Cartoon FIFA volunteer in Dallas celebrating Father’s Day with a soccer ball, honoring her father’s love of football through service.

Illustrated World Cup volunteer scene inspired by service, gratitude, and Father's Day reflections. Real photos from my Dallas volunteer experience will be published after July 19, 2026.

The Unexpected Gift of Volunteering

Lessons from the World Cup and My Father’s Dream

Illustration note: The hero image for this article is imaginary and created for storytelling purposes. No actual FIFA Volunteer photos are shown. Real volunteer photos will be shared after July 19, 2026, following volunteer guidelines.

Father’s Day landed on me sideways this year. I wasn’t at home. I wasn’t at a barbecue or staring at a card I didn’t know how to sign anymore. I was standing in a sea of flags and face paint in Dallas, wearing a volunteer credential around my neck, pointing tired strangers toward the nearest exit. And somewhere between one set of directions and the next, it hit me — quietly, the way these things tend to — that my father would have loved every single second of this.

I was originally scheduled to volunteer on Father’s Day, but I was able to give my Father’s Day shift to someone else. So today, instead of being in the middle of the crowd, I am spending a calm day at home, letting the whole experience settle in a quieter way.

In Brazil, where I’m from, Father’s Day comes later in the year, so the date on the American calendar didn’t mean much to me on paper.
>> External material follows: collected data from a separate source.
//! Product Repository (soft delete)
//!
//! `sales_mode` 在 SQLite 中以逗号连接的 TEXT 存储，
//! 由 [`ProductRow`] 在出入库时拆装。

use super::{RepoError, RepoResult};
use shared::models::{Product, ProductCreate, ProductUpdate};
use sqlx::SqlitePool;

const COLS: &str = "id, name, price, cost_price, category_id, image, stock, min_stock, unit, sales_mode, is_on_shelf, supplier_id, barcode, description";

/// Raw row shape; `sales_mode` is the comma-joined TEXT column
#[derive(Debug, sqlx::FromRow)]
struct ProductRow {
    id: String,
    name: String,
    price: f64,
    cost_price: Option<f64>,
    category_id: String,
    image: Option<String>,
    stock: i32,
    min_stock: Option<i32>,
    unit: String,
    sales_mode: Option<String>,
    is_on_shelf: bool,
    supplier_id: Option<String>,
    barcode: Option<String>,
    description: Option<String>,
}

impl From<ProductRow> for Product {
    fn from(row: ProductRow) -> Self {
        let sales_mode = row
            .sales_mode
            .filter(|s| !s.is_empty())
            .map(|s| s.split(',').map(str::to_string).collect());
        Product {
            id: row.id,
            name: row.name,
            price: row.price,
            cost_price: row.cost_price,
            category_id: row.category_id,
            image: row.image,
            stock: row.stock,
            min_stock: row.min_stock,
            unit: row.unit,
            sales_mode,
            is_on_shelf: row.is_on_shelf,
            supplier_id: row.supplier_id,
            barcode: row.barcode,
            description: row.description,
        }
    }
}

fn join_sales_mode(modes: &Option<Vec<String>>) -> Option<String> {
    modes
        .as_ref()
        .filter(|m| !m.is_empty())
        .map(|m| m.join(","))
}

pub async fn find_all(pool: &SqlitePool) -> RepoResult<Vec<Product>> {
    let rows = sqlx::query_as::<_, ProductRow>(&format!(
        "SELECT {COLS} FROM products WHERE is_deleted = 0 ORDER BY name"
    ))
    .fetch_all(pool)
    .await?;
    Ok(rows.into_iter().map(Product::from).collect())
}

pub async fn find_by_id(pool: &SqlitePool, id: &str) -> RepoResult<Option<Product>> {
    let row = sqlx::query_as::<_, ProductRow>(&format!(
        "SELECT {COLS} FROM products WHERE id = ? AND is_deleted = 0"
    ))
    .bind(id)
    .fetch_optional(pool)
    .await?;
    Ok(row.map(Product::from))
}

pub async fn create(pool: &SqlitePool, data: ProductCreate) -> RepoResult<Product> {
    if data.price < 0.0 {
        return Err(RepoError::Validation("price must be >= 0".into()));
    }
    if data.stock < 0 {
        return Err(RepoError::Validation("stock must be >= 0".into()));
    }
    if super::category::find_by_id(pool, &data.category_id).await?.is_none() {
        return Err(RepoError::NotFound(format!(
            "Category {}",
            data.category_id
        )));
    }

    let id = shared::util::new_id();
    let now = chrono::Utc::now().to_rfc3339();

    sqlx::query(
        "INSERT INTO products (id, name, price, cost_price, category_id, image, stock, min_stock, unit, sales_mode, is_on_shelf, supplier_id, barcode, description, is_deleted, created_at) VALUES (?1, ?2, ?3, ?4, ?5, ?6, ?7, ?8, ?9, ?10, ?11, ?12, ?13, ?14, 0, ?15)",
    )
    .bind(&id)
    .bind(&data.name)
    .bind(data.price)
    .bind(data.cost_price)
    .bind(&data.category_id)
    .bind(&data.image)
    .bind(data.stock)
    .bind(data.min_stock)
    .bind(&data.unit)
    .bind(join_sales_mode(&data.sales_mode))
    .bind(data.is_on_shelf)
    .bind(&data.supplier_id)
    .bind(&data.barcode)
    .bind(&data.description)
    .bind(&now)
    .execute(pool)
    .await?;

    find_by_id(pool, &id)
        .await?
        .ok_or_else(|| RepoError::Database("Failed to create product".into()))
}

pub async fn update(pool: &SqlitePool, id: &str, data: ProductUpdate) -> RepoResult<Product> {
    if let Some(price) = data.price
        && price < 0.0
    {
        return Err(RepoError::Validation("price must be >= 0".into()));
    }
    if let Some(category_id) = &data.category_id
        && super::category::find_by_id(pool, category_id).await?.is_none()
    {
        return Err(RepoError::NotFound(format!("Category {category_id}")));
    }

    let result = sqlx::query(
        "UPDATE products SET name = COALESCE(?1, name), price = COALESCE(?2, price), cost_price = COALESCE(?3, cost_price), category_id = COALESCE(?4, category_id), image = COALESCE(?5, image), min_stock = COALESCE(?6, min_stock), unit = COALESCE(?7, unit), sales_mode = COALESCE(?8, sales_mode), is_on_shelf = COALESCE(?9, is_on_shelf), supplier_id = COALESCE(?10, supplier_id), barcode = COALESCE(?11, barcode), description = COALESCE(?12, description) WHERE id = ?13 AND is_deleted = 0",
    )
    .bind(&data.name)
    .bind(data.price)
    .bind(data.cost_price)
    .bind(&data.category_id)
    .bind(&data.image)
    .bind(data.min_stock)
    .bind(&data.unit)
    .bind(join_sales_mode(&data.sales_mode))
    .bind(data.is_on_shelf)
    .bind(&data.supplier_id)
    .bind(&data.barcode)
    .bind(&data.description)
    .bind(id)
    .execute(pool)
    .await?;

    if result.rows_affected() == 0 {
        return Err(RepoError::NotFound(format!("Product {id}")));
    }

    find_by_id(pool, id)
        .await?
        .ok_or_else(|| RepoError::NotFound(format!("Product {id}")))
}

/// 库存不高于预警线的商品 (GET /api/inventory/low-stock)
pub async fn find_low_stock(pool: &SqlitePool) -> RepoResult<Vec<Product>> {
    let rows = sqlx::query_as::<_, ProductRow>(&format!(
        "SELECT {COLS} FROM products WHERE is_deleted = 0 AND min_stock IS NOT NULL AND stock <= min_stock ORDER BY stock"
    ))
    .fetch_all(pool)
    .await?;
    Ok(rows.into_iter().map(Product::from).collect())
}

/// 软删除：库存流水与订单快照仍引用商品，行永不物理删除
pub async fn delete(pool: &SqlitePool, id: &str) -> RepoResult<()> {
    let result = sqlx::query("UPDATE products SET is_deleted = 1 WHERE id = ? AND is_deleted = 0")
        .bind(id)
        .execute(pool)
        .await?;

    if result.rows_affected() == 0 {
        return Err(RepoError::NotFound(format!("Product {id}")));
    }
    Ok(())
}

#[cfg(test)]
pub(crate) mod tests {
    use super::*;
    use crate::db::repository::{category, test_support::test_pool};
    use shared::models::CategoryCreate;

    pub(crate) async fn seed_category(pool: &SqlitePool) -> String {
        category::create(
            pool,
            CategoryCreate {
                name: "Mains".into(),
                icon: None,
                sort_order: None,
            },
        )
        .await
        .unwrap()
        .id
    }

    pub(crate) fn sample(category_id: &str) -> ProductCreate {
        ProductCreate {
            name: "Fried Rice".into(),
            price: 12.5,
            category_id: category_id.to_string(),
            stock: 50,
            unit: "份".into(),
            image: None,
            cost_price: Some(4.0),
            min_stock: Some(10),
            sales_mode: Some(vec!["dine-in".into(), "takeout".into()]),
            is_on_shelf: true,
            supplier_id: None,
            barcode: None,
            description: None,
        }
    }

    #[tokio::test]
    async fn sales_mode_round_trips_through_text_column() {
        let pool = test_pool().await;
        let cat = seed_category(&pool).await;
        let p = create(&pool, sample(&cat)).await.unwrap();
        assert_eq!(
            p.sales_mode,
            Some(vec!["dine-in".to_string(), "takeout".to_string()])
        );

        let found = find_by_id(&pool, &p.id).await.unwrap().unwrap();
        assert_eq!(found.sales_mode, p.sales_mode);
    }

    #[tokio::test]
    async fn create_rejects_unknown_category() {
        let pool = test_pool().await;
        assert!(matches!(
            create(&pool, sample("missing")).await,
            Err(RepoError::NotFound(_))
        ));
    }

    #[tokio::test]
    async fn negative_price_rejected() {
        let pool = test_pool().await;
        let cat = seed_category(&pool).await;
        let mut data = sample(&cat);
        data.price = -1.0;
        assert!(matches!(
            create(&pool, data).await,
            Err(RepoError::Validation(_))
        ));
    }

    #[tokio::test]
    async fn soft_delete_hides_product() {
        let pool = test_pool().await;
        let cat = seed_category(&pool).await;
        let p = create(&pool, sample(&cat)).await.unwrap();
        delete(&pool, &p.id).await.unwrap();
        assert!(find_by_id(&pool, &p.id).await.unwrap().is_none());
    }
}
But my body didn’t check the calendar. It just felt him. Football was always his language, his religion, his one unembarrassed joy. He never got to see a World Cup in person. Not once, in his whole life. And there I was, years after he passed, standing inside one of the biggest sporting events on earth, doing something he never got the chance to do.

Life has a strange way of finishing sentences we didn’t know we’d left open. I didn’t plan this. I didn’t volunteer at the FIFA World Cup because I was chasing some grand, poetic moment about my Dad. I signed up because I wanted to be useful, because I love what happens when the whole world shows up in one place at the same time. The meaning found me later, in the middle of an ordinary shift, the way meaning usually does.

Why I Chose to Volunteer

If I’m honest, the decision wasn’t dramatic. I wanted to give back. I love international events, the chaos of different languages overlapping in one line, the strange comfort of being surrounded by people who are all excited about the same thing for completely different reasons. I wanted to be part of something bigger than my own daily routine of inbox and errands and the small, manageable life most of us build for ourselves.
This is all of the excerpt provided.